Segundo ele, outros quatro integrantes do setor contábil e administrativo do crime conseguiram fugir e pelo menos 15 pessoas participavam da prestação de contas. Em um dos documentos que serão periciados, está uma rifa que, até a reunião, já tinha arrecadado mais de R$ 1 milhão.
 
Durante coletiva de imprensa, o secretário da Segurança Pública, Alexandre de Moraes, parabenizou a equipe pela ação. “Este golpe contra a criminalidade organizada é resultado de um trabalho que vem sendo realizado pela Secretaria da Segurança, Delegacia Geral e Denarc, desde o início do ano”, disse Moraes. “O objetivo é acabar com a ação da facção através do estrangulamento do sistema financeiro”, completou.
 
O encontro, segundo o secretário, ocorria mensalmente, sem ter dia e local certos. “A reunião era realizada por 14 integrantes, e cada um representava uma região ou sub-região do Estado de São Paulo”, explicou.
 
Ainda segundo Moraes, a prisão de um homem responsável pela distribuição de drogas na Capital, Grande São Paulo e Vale do Paraíba, ocorrida em julho, auxiliou na detenção desses suspeitos.
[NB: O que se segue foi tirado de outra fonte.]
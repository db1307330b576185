//! Parsing of loosely typed dataset attributes
//!
//! Road datasets encode booleans as real booleans, numbers, or any of a dozen
//! strings. Each family has an explicit truth table here; nothing relies on
//! implicit truthiness.

use std::collections::BTreeMap;

use serde::Deserialize;
use serde_json::Value as JsonValue;

/// Flood flag from a JSON attribute.
///
/// | input | result |
/// |---|---|
/// | `true` / `false` | as is |
/// | number | `true` when finite and non-zero |
/// | string | see [`parse_flag_text`] |
/// | `null`, array, object | `false` |
pub fn parse_flood_flag(value: &JsonValue) -> bool {
    match value {
        JsonValue::Bool(b) => *b,
        JsonValue::Number(n) => n.as_f64().is_some_and(|v| v.is_finite() && v != 0.0),
        JsonValue::String(s) => parse_flag_text(s),
        JsonValue::Null | JsonValue::Array(_) | JsonValue::Object(_) => false,
    }
}

/// Flag from text, trimmed and case-insensitive.
///
/// `1`, `true`, `t`, `yes`, `y`, `on` are true; `0`, `false`, `f`, `no`, `n`,
/// `off` and the empty string are false; any other numeric text is true when
/// non-zero. Everything else is false.
pub fn parse_flag_text(text: &str) -> bool {
    match text.trim().to_ascii_lowercase().as_str() {
        "1" | "true" | "t" | "yes" | "y" | "on" => true,
        "0" | "false" | "f" | "no" | "n" | "off" | "" => false,
        other => other
            .parse::<f64>()
            .is_ok_and(|v| v.is_finite() && v != 0.0),
    }
}

/// Travel direction of a road from its `oneway` attribute
#[derive(Debug, Clone, Copy, PartialEq, Eq)]
pub enum Oneway {
    TwoWay,
    /// One-way along the digitised direction
    Forward,
    /// One-way against the digitised direction (`-1`, `reverse`)
    Reverse,
}

impl Oneway {
    /// Direction from text; anything but a reverse marker follows
    /// [`parse_flag_text`]
    pub fn from_text(text: &str) -> Self {
        match text.trim().to_ascii_lowercase().as_str() {
            "-1" | "reverse" => Oneway::Reverse,
            other if parse_flag_text(other) => Oneway::Forward,
            _ => Oneway::TwoWay,
        }
    }

    /// Direction from a JSON attribute; numbers and booleans follow
    /// [`parse_flood_flag`] except for `-1`
    pub fn from_json(value: &JsonValue) -> Self {
        match value {
            JsonValue::String(s) => Self::from_text(s),
            JsonValue::Number(n) if n.as_f64() == Some(-1.0) => Oneway::Reverse,
            other if parse_flood_flag(other) => Oneway::Forward,
            _ => Oneway::TwoWay,
        }
    }
}

/// Speed from a `maxspeed`-style value: `50`, `50 km/h`, `30 mph`, `walk`.
pub fn parse_speed(raw: &str) -> Option<f64> {
    let text = raw.trim().to_ascii_lowercase();
    if text == "walk" {
        return Some(5.0);
    }
    let (number, factor) = if let Some(stripped) = text.strip_suffix("mph") {
        (stripped, 1.609_344)
    } else if let Some(stripped) = text.strip_suffix("km/h") {
        (stripped, 1.0)
    } else if let Some(stripped) = text.strip_suffix("kmh") {
        (stripped, 1.0)
    } else {
        (text.as_str(), 1.0)
    };
    number
        .trim()
        .parse::<f64>()
        .ok()
        .filter(|v| v.is_finite() && *v > 0.0)
        .map(|v| v * factor)
}

/// Number from a JSON attribute that may be a number or numeric text
pub fn json_f64(value: &JsonValue) -> Option<f64> {
    let number = match value {
        JsonValue::Number(n) => n.as_f64(),
        JsonValue::String(s) => s.trim().parse().ok(),
        _ => None,
    };
    number.filter(|v: &f64| v.is_finite())
}

/// Tags from either a JSON object or an hstore-style string
/// (`"maxspeed"=>"50", "lanes"=>"2"`)
pub fn parse_tags(value: &JsonValue) -> BTreeMap<String, String> {
    match value {
        JsonValue::Object(map) => map
            .iter()
            .filter_map(|(k, v)| match v {
                JsonValue::String(s) => Some((k.clone(), s.clone())),
                JsonValue::Number(n) => Some((k.clone(), n.to_string())),
                JsonValue::Bool(b) => Some((k.clone(), b.to_string())),
                _ => None,
            })
            .collect(),
        JsonValue::String(s) => parse_tag_text(s),
        _ => BTreeMap::new(),
    }
}

/// Tags from text holding a JSON object or hstore pairs
pub fn parse_tag_text(text: &str) -> BTreeMap<String, String> {
    let trimmed = text.trim();
    if trimmed.is_empty() {
        return BTreeMap::new();
    }
    if trimmed.starts_with('{') {
        if let Ok(value) = serde_json::from_str::<JsonValue>(trimmed) {
            return parse_tags(&value);
        }
    }
    trimmed
        .split(',')
        .filter_map(|pair| {
            let (key, value) = pair.split_once("=>")?;
            let key = key.trim().trim_matches('"');
            let value = value.trim().trim_matches('"');
            (!key.is_empty()).then(|| (key.to_string(), value.to_string()))
        })
        .collect()
}

pub(super) fn deserialize_flag<'de, D>(deserializer: D) -> Result<bool, D::Error>
where
    D: serde::Deserializer<'de>,
{
    let raw = Option::<String>::deserialize(deserializer)?;
    Ok(raw.as_deref().is_some_and(parse_flag_text))
}

pub(super) fn deserialize_optional_f64<'de, D>(deserializer: D) -> Result<Option<f64>, D::Error>
where
    D: serde::Deserializer<'de>,
{
    let raw = Option::<String>::deserialize(deserializer)?;
    Ok(raw
        .as_deref()
        .map(str::trim)
        .filter(|s| !s.is_empty())
        .and_then(|s| s.parse::<f64>().ok())
        .filter(|v| v.is_finite()))
}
Na ocasião, foram apreendidos 1,623 tonelada de cocaína e 898 quilos de mistura para preparação da droga, que gerariam mais de R$ 40 milhões à facção.
 
A OPERAÇÃO - Depois de receberem a informação do encontro entre integrantes da facção criminosa, uma equipe de inteligência do Denarc passou a acompanhar um dos responsáveis por administrar a contabilidade do grupo que foi a uma chácara localizada dentro do condomínio de luxo, na Avenida do Sol.
 
No local, os policiais civis perceberam uma grande quantidade de carros estacionados, indicando a existência de uma reunião com muitos participantes. Depois da solicitação de apoio policial, os agentes entraram no condomínio e surpreenderam 14 criminosos. 
 
Segundo o delegado Wagner Carrasco, titular da 4ª Dise, os três suspeitos que conseguiram fugir atiraram contra os policiais. Ainda de acordo com ele, foram feitas diligências pelo local, mas os criminosos não foram localizados.
 
“A operação é fruto de um trabalho que visa não apenas combater os micro e médios traficantes, mas também os grandes distribuidores de droga no Estado”, ressaltou o delegado titular da Dise, Alberto Pereira Metheus Junior.
 
Dos 11 integrantes, dois eram procurados pela Justiça e seis têm passagens na polícia. Com eles foram apreendidos sete carros, porções de maconha e cocaína, 40 celulares, sete notebooks e pendrives; papéis com anotações também foram encontradas no imóvel. 
 
O material foi encaminhado ao Instituto de Criminalística para perícia e será utilizado nas investigações, que prosseguem. A ocorrência foi registrada como associação criminosa; drogas sem autorização ou em desacordo; associação de duas ou mais pessoas; promover, constituir, financiar ou integrar organização criminosa; uso de documento falso e captura de procurado.